### TRY IT
Among the entries that follow, some lines contain the word "super". Show all of them.

##### PROVIDED RECORDS #####

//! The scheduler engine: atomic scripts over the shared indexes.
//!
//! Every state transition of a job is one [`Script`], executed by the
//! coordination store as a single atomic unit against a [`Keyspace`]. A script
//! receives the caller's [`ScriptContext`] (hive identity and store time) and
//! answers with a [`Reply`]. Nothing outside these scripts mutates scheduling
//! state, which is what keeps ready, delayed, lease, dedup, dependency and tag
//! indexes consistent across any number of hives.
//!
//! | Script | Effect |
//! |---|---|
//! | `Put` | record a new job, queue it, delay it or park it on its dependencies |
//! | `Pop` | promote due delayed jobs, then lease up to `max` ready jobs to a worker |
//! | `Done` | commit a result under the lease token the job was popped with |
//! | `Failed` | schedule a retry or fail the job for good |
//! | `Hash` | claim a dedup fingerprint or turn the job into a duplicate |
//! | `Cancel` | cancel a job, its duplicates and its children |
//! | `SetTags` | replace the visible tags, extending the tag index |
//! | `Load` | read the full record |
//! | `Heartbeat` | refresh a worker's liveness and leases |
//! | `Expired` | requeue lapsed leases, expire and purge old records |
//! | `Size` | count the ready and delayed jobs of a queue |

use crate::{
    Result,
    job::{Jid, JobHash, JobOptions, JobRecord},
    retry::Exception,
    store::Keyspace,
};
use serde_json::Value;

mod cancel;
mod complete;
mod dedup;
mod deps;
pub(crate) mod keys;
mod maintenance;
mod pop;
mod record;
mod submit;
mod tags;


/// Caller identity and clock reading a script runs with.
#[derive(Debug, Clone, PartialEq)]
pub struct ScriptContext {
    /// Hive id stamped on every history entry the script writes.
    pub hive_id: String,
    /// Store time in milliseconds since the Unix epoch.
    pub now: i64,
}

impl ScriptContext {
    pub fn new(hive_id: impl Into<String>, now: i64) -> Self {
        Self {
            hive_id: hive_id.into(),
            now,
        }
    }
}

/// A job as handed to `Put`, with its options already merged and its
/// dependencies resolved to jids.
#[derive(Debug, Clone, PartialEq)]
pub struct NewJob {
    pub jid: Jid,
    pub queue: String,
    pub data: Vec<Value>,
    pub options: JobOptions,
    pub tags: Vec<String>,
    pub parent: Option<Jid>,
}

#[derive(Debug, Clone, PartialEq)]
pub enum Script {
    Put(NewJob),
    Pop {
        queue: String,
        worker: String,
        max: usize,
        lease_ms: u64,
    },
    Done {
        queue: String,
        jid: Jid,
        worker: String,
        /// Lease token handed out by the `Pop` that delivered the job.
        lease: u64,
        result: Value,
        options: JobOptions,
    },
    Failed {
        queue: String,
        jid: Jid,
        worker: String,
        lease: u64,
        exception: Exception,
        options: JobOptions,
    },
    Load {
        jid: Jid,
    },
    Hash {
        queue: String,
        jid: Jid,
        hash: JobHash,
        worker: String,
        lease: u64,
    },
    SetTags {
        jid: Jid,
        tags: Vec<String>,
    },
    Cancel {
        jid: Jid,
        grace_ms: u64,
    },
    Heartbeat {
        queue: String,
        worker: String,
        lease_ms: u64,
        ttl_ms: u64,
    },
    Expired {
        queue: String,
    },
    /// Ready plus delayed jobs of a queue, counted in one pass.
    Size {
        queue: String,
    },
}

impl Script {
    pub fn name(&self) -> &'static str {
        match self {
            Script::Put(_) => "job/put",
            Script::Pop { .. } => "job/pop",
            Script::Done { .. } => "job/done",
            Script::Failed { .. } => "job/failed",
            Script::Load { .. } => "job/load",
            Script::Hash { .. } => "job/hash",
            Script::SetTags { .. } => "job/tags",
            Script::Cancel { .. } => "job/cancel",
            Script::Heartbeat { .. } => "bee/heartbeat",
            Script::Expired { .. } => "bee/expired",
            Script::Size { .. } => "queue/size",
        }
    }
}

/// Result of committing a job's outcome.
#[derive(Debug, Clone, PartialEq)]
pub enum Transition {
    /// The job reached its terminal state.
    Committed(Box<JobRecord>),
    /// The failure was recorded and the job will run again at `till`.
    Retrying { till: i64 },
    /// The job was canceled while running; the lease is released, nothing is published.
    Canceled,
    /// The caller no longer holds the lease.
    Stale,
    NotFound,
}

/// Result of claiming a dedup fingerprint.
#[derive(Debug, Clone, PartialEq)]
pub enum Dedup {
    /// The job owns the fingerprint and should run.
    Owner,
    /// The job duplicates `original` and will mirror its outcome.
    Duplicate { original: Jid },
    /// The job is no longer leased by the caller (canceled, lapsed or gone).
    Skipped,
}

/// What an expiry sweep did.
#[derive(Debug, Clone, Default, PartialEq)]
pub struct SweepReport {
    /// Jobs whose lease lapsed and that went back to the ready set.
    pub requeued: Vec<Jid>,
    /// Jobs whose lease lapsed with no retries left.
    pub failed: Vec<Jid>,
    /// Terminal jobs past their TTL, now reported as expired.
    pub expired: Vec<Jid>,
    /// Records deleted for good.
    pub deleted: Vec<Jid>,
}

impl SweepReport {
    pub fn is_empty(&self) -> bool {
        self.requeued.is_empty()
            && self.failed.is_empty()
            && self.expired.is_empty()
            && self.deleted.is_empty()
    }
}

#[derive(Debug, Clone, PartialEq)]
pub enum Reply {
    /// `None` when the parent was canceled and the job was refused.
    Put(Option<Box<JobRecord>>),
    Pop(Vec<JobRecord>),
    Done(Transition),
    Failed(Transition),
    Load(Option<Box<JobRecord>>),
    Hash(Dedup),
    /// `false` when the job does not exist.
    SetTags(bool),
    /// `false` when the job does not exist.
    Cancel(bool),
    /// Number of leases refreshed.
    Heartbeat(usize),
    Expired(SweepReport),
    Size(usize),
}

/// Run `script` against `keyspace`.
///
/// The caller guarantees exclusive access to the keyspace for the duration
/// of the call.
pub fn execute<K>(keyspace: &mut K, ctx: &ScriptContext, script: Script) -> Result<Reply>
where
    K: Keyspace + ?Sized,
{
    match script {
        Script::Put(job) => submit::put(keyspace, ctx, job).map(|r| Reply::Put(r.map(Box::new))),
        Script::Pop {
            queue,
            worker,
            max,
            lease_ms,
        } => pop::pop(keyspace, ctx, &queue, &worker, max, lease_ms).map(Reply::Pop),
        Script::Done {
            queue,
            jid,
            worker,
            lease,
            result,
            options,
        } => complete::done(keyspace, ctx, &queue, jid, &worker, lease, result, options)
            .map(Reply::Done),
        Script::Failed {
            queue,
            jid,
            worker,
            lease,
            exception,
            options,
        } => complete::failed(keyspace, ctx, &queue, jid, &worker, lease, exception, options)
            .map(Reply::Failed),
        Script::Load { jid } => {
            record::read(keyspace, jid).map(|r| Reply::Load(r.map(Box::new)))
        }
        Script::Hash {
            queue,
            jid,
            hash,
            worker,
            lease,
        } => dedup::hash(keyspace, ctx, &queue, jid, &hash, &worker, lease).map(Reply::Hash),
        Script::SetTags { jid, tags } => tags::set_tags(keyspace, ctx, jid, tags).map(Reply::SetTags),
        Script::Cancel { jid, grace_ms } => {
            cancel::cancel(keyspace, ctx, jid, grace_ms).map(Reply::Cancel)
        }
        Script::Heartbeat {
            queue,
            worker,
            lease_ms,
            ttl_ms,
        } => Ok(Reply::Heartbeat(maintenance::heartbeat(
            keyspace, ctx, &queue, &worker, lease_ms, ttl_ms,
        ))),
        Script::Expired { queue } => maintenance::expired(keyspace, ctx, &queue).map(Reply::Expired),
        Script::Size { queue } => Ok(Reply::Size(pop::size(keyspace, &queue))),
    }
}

#####
##### PROVIDED RECORDS #####

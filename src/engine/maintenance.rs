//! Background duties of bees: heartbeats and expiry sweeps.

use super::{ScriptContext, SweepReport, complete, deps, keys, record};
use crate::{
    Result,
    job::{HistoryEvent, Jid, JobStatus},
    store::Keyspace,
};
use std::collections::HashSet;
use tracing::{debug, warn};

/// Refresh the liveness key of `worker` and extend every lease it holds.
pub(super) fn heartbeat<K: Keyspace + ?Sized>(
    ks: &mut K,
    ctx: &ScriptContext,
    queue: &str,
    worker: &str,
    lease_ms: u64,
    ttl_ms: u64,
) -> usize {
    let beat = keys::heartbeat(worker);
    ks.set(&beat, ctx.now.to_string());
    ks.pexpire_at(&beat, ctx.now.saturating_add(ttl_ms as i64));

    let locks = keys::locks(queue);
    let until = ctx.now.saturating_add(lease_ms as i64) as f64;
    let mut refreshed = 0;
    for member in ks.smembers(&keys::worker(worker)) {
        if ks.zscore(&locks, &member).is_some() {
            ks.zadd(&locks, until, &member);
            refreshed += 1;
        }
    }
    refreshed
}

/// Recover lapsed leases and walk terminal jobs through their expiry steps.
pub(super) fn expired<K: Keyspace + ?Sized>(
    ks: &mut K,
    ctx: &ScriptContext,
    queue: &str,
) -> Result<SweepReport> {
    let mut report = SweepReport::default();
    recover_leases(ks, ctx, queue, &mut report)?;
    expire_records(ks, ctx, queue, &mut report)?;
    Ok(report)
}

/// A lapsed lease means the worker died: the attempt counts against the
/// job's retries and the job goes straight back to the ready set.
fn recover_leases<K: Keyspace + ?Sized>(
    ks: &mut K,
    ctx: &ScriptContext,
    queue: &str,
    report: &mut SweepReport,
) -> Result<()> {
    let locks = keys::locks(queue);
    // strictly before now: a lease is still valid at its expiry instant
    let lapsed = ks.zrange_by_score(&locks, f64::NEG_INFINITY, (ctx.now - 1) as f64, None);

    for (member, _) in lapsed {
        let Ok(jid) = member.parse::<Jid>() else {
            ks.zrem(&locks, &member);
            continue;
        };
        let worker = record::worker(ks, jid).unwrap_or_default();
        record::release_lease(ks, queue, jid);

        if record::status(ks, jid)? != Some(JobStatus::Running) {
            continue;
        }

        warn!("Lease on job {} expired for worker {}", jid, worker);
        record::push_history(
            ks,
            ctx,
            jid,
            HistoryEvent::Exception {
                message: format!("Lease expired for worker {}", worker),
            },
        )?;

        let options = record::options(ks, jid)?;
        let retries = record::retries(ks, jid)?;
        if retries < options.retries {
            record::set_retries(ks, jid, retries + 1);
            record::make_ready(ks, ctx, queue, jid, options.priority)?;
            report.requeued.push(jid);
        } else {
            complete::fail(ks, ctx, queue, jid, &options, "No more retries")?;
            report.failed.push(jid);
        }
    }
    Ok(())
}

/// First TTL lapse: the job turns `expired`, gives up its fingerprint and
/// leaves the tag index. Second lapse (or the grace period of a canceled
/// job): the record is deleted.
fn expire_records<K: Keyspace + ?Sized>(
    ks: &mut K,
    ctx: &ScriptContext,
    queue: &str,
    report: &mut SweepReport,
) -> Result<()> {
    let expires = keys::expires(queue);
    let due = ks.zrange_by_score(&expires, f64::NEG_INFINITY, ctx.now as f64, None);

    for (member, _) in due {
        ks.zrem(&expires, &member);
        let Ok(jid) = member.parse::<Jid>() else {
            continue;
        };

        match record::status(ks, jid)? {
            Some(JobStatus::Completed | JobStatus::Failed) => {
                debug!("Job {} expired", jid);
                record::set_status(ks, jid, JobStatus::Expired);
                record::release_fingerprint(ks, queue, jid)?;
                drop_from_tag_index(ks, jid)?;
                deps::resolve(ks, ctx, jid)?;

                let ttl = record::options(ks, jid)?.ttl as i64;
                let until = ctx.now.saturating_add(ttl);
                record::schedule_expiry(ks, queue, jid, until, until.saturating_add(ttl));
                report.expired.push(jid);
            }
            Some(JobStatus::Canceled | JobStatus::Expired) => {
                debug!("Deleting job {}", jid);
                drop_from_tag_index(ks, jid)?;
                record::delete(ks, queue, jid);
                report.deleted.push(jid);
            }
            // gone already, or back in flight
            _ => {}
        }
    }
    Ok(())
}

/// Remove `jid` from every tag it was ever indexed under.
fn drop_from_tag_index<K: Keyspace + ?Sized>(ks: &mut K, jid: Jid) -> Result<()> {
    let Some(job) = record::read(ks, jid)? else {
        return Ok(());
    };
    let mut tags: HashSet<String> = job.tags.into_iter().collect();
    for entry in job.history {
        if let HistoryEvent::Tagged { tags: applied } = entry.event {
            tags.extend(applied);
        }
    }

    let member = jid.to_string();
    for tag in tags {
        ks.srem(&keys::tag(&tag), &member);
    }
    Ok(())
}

#####

### RESULT FOR THIS TASK
use super::{ScriptContext, SweepReport, complete, deps, keys, record};
pub(super) fn heartbeat<K: Keyspace + ?Sized>(
pub(super) fn expired<K: Keyspace + ?Sized>(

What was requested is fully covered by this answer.